What to produce –
Give the number of lines in the listing that contain the word "invalid", and nothing besides.
****
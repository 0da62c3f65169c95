//! The workflow entity.

use autoqliq_action::{Action, ActionFactory};
use autoqliq_core::AutomationError;
use serde::{Deserialize, Serialize};

/// A named, ordered sequence of actions.
///
/// Owned by the repository between runs; during a run the engine holds a
/// read-only reference to the action list. Serializes to the wire shape
/// `{name, actions: [action]}`.
#[derive(Debug, Clone, PartialEq, Serialize, Deserialize)]
pub struct Workflow {
    /// Name the workflow is stored and referenced under.
    pub name: String,
    /// The steps, in execution order.
    pub actions: Vec<Action>,
}

impl Workflow {
    /// Create a workflow.
    pub fn new(name: impl Into<String>, actions: Vec<Action>) -> Self {
        Self {
            name: name.into(),
            actions,
        }
    }

    /// Create an empty workflow.
    pub fn empty(name: impl Into<String>) -> Self {
        Self::new(name, Vec::new())
    }

    /// Check the workflow name and every contained action.
    ///
    /// # Errors
    ///
    /// Returns [`AutomationError::Validation`] for an empty name or any
    /// invalid action, naming the failing step.
    pub fn validate(&self) -> Result<(), AutomationError> {
        if self.name.trim().is_empty() {
            return Err(AutomationError::validation(
                "workflow name must not be empty",
            ));
        }
        for (index, action) in self.actions.iter().enumerate() {
            action.validate().map_err(|e| {
                AutomationError::validation(format!("step {} of '{}': {e}", index + 1, self.name))
            })?;
        }
        Ok(())
    }

    /// Rebuild a workflow from its serialized wire shape.
    ///
    /// Unlike plain deserialization this routes every action through the
    /// [`ActionFactory`], so unknown types and invalid payloads are
    /// rejected with precise messages.
    ///
    /// # Errors
    ///
    /// Returns [`AutomationError::Validation`] for malformed input.
    pub fn from_value(value: serde_json::Value) -> Result<Self, AutomationError> {
        let Some(object) = value.as_object() else {
            return Err(AutomationError::validation(
                "serialized workflow must be an object",
            ));
        };
        let Some(name) = object.get("name").and_then(serde_json::Value::as_str) else {
            return Err(AutomationError::validation(
                "serialized workflow is missing its 'name'",
            ));
        };
        let actions = match object.get("actions") {
            Some(serde_json::Value::Array(entries)) => {
                ActionFactory::create_actions(entries.clone())?
            }
            Some(_) => {
                return Err(AutomationError::validation(
                    "workflow 'actions' must be an array",
                ));
            }
            None => Vec::new(),
        };
        let workflow = Self::new(name, actions);
        workflow.validate()?;
        Ok(workflow)
    }
}

#[cfg(test)]
mod tests {
    use super::*;
    use pretty_assertions::assert_eq;

    fn nav(url: &str) -> Action {
        Action::Navigate {
            name: String::new(),
            url: url.into(),
        }
    }

    #[test]
    fn validate_accepts_well_formed_workflow() {
        let wf = Workflow::new("login", vec![nav("https://example.com")]);
        assert!(wf.validate().is_ok());
    }

    #[test]
    fn validate_rejects_empty_name() {
        let wf = Workflow::new("  ", vec![]);
        assert!(wf.validate().is_err());
    }

    #[test]
    fn validate_names_the_failing_step() {
        let wf = Workflow::new("login", vec![nav("https://example.com"), nav("")]);
        let err = wf.validate().unwrap_err();
        assert!(err.to_string().contains("step 2 of 'login'"));
    }

    #[test]
    fn wire_shape_is_name_plus_actions() {
        let wf = Workflow::new("login", vec![nav("https://example.com")]);
        let json = serde_json::to_value(&wf).unwrap();
        assert_eq!(
            json,
            serde_json::json!({
                "name": "login",
                "actions": [{"type": "Navigate", "name": "", "url": "https://example.com"}],
            })
        );
    }

    #[test]
    fn from_value_roundtrips() {
        let wf = Workflow::new("login", vec![nav("https://example.com")]);
        let back = Workflow::from_value(serde_json::to_value(&wf).unwrap()).unwrap();
        assert_eq!(back, wf);
    }

    #[test]
    fn from_value_rejects_unknown_action_types() {
        let err = Workflow::from_value(serde_json::json!({
            "name": "bad",
            "actions": [{"type": "Hover"}],
        }))
        .unwrap_err();
        assert!(err.to_string().contains("unsupported action type"));
    }

    #[test]
    fn from_value_tolerates_missing_actions() {
        let wf = Workflow::from_value(serde_json::json!({"name": "empty"})).unwrap();
        assert!(wf.actions.is_empty());
    }
}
****
Solution to the exercise –
2